Maybe.  Or maybe I'm not just saying what I want to say correctly.


----------



## Manolito (Feb 7, 2012)

SOWT said:


> Maybe they should ask what does this do for the Theater Commander vice what does this do for the Corps?


 SOWT I sure hear what you are saying but the Marine Corps does not have the support system in place to support troops inland so if you give the area commander the Marines you are also giving him the responsibility to feed and clothe the Marines as well as provide their fuel and ammo because they are not made up to support a battle inland. I am not smart enough to know what is best but I am pretty well versed in the supply chain management of the Corps and the support of her tracked vehicles. The corps has a force afloat that has been set up to do one thing very well. Land take the first miles of dirt and hold for Big Army to arrive. The load manifests of the ships are not even close to inland warfare or sustained warfare. Time will tell how this goes and it will go what ever way the budget goes.


----------



## goon175 (Feb 7, 2012)

Well, with focus apparently shifting to the PACOM AO, the USMC should have plenty of things to keep itself busy.


----------



## Uncle Petey (Feb 10, 2012)

Recon Battalions will shrink with the times and expand with the next war.  This is the cycle post-every war.  As far as Recon Battalion being necessary, absolutely.  The MEF and Division need the Recon assets. What that means is more MEU's  and getting back to past mission sets.  My personnel feelings about Recon as a whole (especially Force Recon) is this: Recon Battalions are essentially the Ranger Battalions for the Marine Corps. Not the same in every way and way different  in many mission sets, but still the same-ish. The Big Marine Corps needs a group of pipe-hitting bad ass's that can go to a troubled AO and take some heat off of the Local units.  Essentially a group of fireman to put out fires.

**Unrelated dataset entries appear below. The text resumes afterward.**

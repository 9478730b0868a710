//! Lossy UTF-8 decoding of terminal output.
//!
//! Terminal output routinely contains bytes that are not valid UTF-8 (binary
//! dumps, legacy encodings, multi-byte characters split across frames). A bad
//! chunk is never fatal: every maximal invalid sequence becomes one U+FFFD.

/// Text decoded from a frame payload.
#[derive(Debug, Clone, PartialEq, Eq)]
pub struct DecodedText {
    /// The decoded text.
    pub text: String,
    /// Number of replacement characters inserted.
    pub replacements: usize,
}

impl DecodedText {
    /// Whether any invalid sequences were replaced.
    #[must_use]
    pub const fn had_errors(&self) -> bool {
        self.replacements > 0
    }
}

/// Decode bytes as UTF-8, replacing invalid sequences.
///
/// Produces the same text as [`String::from_utf8_lossy`], but counts only
/// the replacements it made; a U+FFFD already present in the input is not
/// counted.
#[must_use]
pub fn decode_utf8_lossy(bytes: &[u8]) -> DecodedText {
    let mut text = String::with_capacity(bytes.len());
    let mut replacements = 0;

    for chunk in bytes.utf8_chunks() {
        text.push_str(chunk.valid());
        if !chunk.invalid().is_empty() {
            text.push(char::REPLACEMENT_CHARACTER);
            replacements += 1;
        }
    }

    DecodedText { text, replacements }
}
impl Iterator for FrameDecoder {
    type Item = std::result::Result<Frame, FrameError>;

    fn next(&mut self) -> Option<Self::Item> {
        if self.failed || self.pos >= self.buf.len() {
            return None;
        }

        let offset = self.pos as u64;
        let remaining = self.remaining();
        let Some(header) = FrameHeader::parse(&self.buf[self.pos..], self.byte_order) else {
            return self.fail(FrameError::TruncatedHeader { offset, remaining });
        };

        let available = remaining - HEADER_LEN;
        let amount = match usize::try_from(header.amount) {
            Ok(amount) if amount <= available => amount,
            _ => {
                return self.fail(FrameError::TruncatedPayload {
                    offset,
                    expected: header.amount,
                    available,
                });
            }
        };

        let start = self.pos + HEADER_LEN;
        let payload = self.buf.slice(start..start + amount);
        self.pos = start + amount;

        tracing::trace!(
            offset,
            seconds = header.seconds,
            microseconds = header.microseconds,
            amount,
            "decoded frame"
        );

        Some(Ok(Frame {
            seconds: header.seconds,
            microseconds: header.microseconds,
            payload,
        }))
    }

    fn size_hint(&self) -> (usize, Option<usize>) {
        if self.failed {
            return (0, Some(0));
        }
        let remaining = self.remaining();
        // Every frame costs at least a header; a short tail still yields one error.
        (0, Some(remaining.div_ceil(HEADER_LEN)))
    }
}

impl FusedIterator for FrameDecoder {}

/// Streaming decoder over any reader.
///
/// A clean end of input at a frame boundary ends the iteration. End of
/// input inside a frame is reported as [`TimelineError::Truncated`]; other
/// I/O failures are reported as they occur. Either error ends the iteration.
#[derive(Debug)]
pub struct FrameReader<R> {
    reader: R,
    byte_order: ByteOrder,
    position: u64,
    frames: usize,
    done: bool,
}

impl<R: Read> FrameReader<R> {
    /// Create a reader decoding little-endian headers.
    pub fn new(reader: R) -> Self {
        Self {
            reader,
            byte_order: ByteOrder::default(),
            position: 0,
            frames: 0,
            done: false,
        }
    }

    /// Set the header byte order.
    #[must_use]
    pub fn with_byte_order(mut self, byte_order: ByteOrder) -> Self {
        self.byte_order = byte_order;
        self
    }

    /// Bytes consumed so far.
    #[must_use]
    pub const fn position(&self) -> u64 {
        self.position
    }

    /// Recover the underlying reader.
    pub fn into_inner(self) -> R {
        self.reader
    }

    fn read_frame(&mut self) -> Result<Option<Frame>> {
        let offset = self.position;
        let mut raw = [0u8; HEADER_LEN];
        let got = read_full(&mut self.reader, &mut raw)
            .map_err(|e| TimelineError::io_context("reading frame header", e))?;
        if got == 0 {
            return Ok(None);
        }
        if got < HEADER_LEN {
            return Err(self.truncated(FrameError::TruncatedHeader {
                offset,
                remaining: got,
            }));
        }

        let Some(header) = FrameHeader::parse(&raw, self.byte_order) else {
            return Err(self.truncated(FrameError::TruncatedHeader {
                offset,
                remaining: got,
            }));
        };

        let amount = u64::from(header.amount);
        let reserve = usize::try_from(amount).map_or(READ_RESERVE_LIMIT, |n| n.min(READ_RESERVE_LIMIT));
        let mut payload = Vec::with_capacity(reserve);
        (&mut self.reader)
            .take(amount)
            .read_to_end(&mut payload)
            .map_err(|e| TimelineError::io_context("reading frame payload", e))?;
        if (payload.len() as u64) < amount {
            return Err(self.truncated(FrameError::TruncatedPayload {
                offset,
                expected: header.amount,
                available: payload.len(),
            }));
        }

        self.position += header.frame_len();
        self.frames += 1;
        tracing::trace!(
            offset,
            seconds = header.seconds,
            microseconds = header.microseconds,
            amount,
            "read frame"
        );

        Ok(Some(Frame {
            seconds: header.seconds,
            microseconds: header.microseconds,
            payload: Bytes::from(payload),
        }))
    }

    fn truncated(&self, err: FrameError) -> TimelineError {
        tracing::warn!(offset = err.offset(), error = %err, "ttyrec stream is truncated");
        TimelineError::truncated(self.frames, err)
    }
}

impl<R: Read> Iterator for FrameReader<R> {
    type Item = Result<Frame>;

    fn next(&mut self) -> Option<Self::Item> {
        if self.done {
            return None;
        }
        match self.read_frame() {
            Ok(Some(frame)) => Some(Ok(frame)),
            Ok(None) => {
                self.done = true;
                None
            }
            Err(e) => {
                self.done = true;
                Some(Err(e))
            }
        }
    }
}

impl<R: Read> FusedIterator for FrameReader<R> {}

/// Read until `buf` is full or the reader is exhausted.
fn read_full(reader: &mut impl Read, buf: &mut [u8]) -> io::Result<usize> {
    let mut filled = 0;
    while filled < buf.len() {
        match reader.read(&mut buf[filled..]) {
            Ok(0) => break,
            Ok(n) => filled += n,
            Err(e) if e.kind() == io::ErrorKind::Interrupted => {}
            Err(e) => return Err(e),
        }
    }
    Ok(filled)
}

/// Builds a log in the ttyrec frame format.
#[derive(Debug, Default)]
pub struct FrameEncoder {
    buf: BytesMut,
    byte_order: ByteOrder,
    frames: usize,
}

impl FrameEncoder {
    /// Create an encoder writing little-endian headers.
    #[must_use]
    pub fn new() -> Self {
        Self::default()
    }

    /// Set the header byte order.
    #[must_use]
    pub const fn with_byte_order(mut self, byte_order: ByteOrder) -> Self {
        self.byte_order = byte_order;
        self
    }

    /// Append a frame built from its parts.
    pub fn push(&mut self, seconds: u32, microseconds: u32, payload: &[u8]) -> Result<&mut Self> {
        let amount = u32::try_from(payload.len())
            .map_err(|_| TimelineError::PayloadTooLarge { len: payload.len() })?;
        let header = FrameHeader {
            seconds,
            microseconds,
            amount,
        };
        self.buf.reserve(HEADER_LEN + payload.len());
        header.write(&mut self.buf, self.byte_order);
        self.buf.put_slice(payload);
        self.frames += 1;
        Ok(self)
    }

    /// Append an existing frame.
    pub fn push_frame(&mut self, frame: &Frame) -> Result<&mut Self> {
        self.push(frame.seconds, frame.microseconds, &frame.payload)
    }

    /// Number of frames written.
    #[must_use]
    pub const fn frame_count(&self) -> usize {
        self.frames
    }

    /// Encoded length so far.
    #[must_use]
    pub fn len(&self) -> usize {
        self.buf.len()
    }

    /// Whether nothing has been written.
    #[must_use]
    pub fn is_empty(&self) -> bool {
        self.buf.is_empty()
    }

    /// Finish and return the encoded log.
    #[must_use]
    pub fn finish(self) -> Bytes {
        self.buf.freeze()
    }
}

The USMC needs a Division/MEF level asset that  can on a moments notice deploy to a trouble spot and fuck shit up.  If you guys are aware of GySgt Blonders Force platoon from 1st Force, thats exactly what they did. 2/7( a huge AO and not much logistical support) was having a rough time in western Afghanistan. The MEF sent that platoon over in two weeks. They proceeded to  lay some serious hurt down on the Taliban out west.  As a former 0321 now 0372 I am very proud of those guys.  I saw them frequently out there, they are solid professionals.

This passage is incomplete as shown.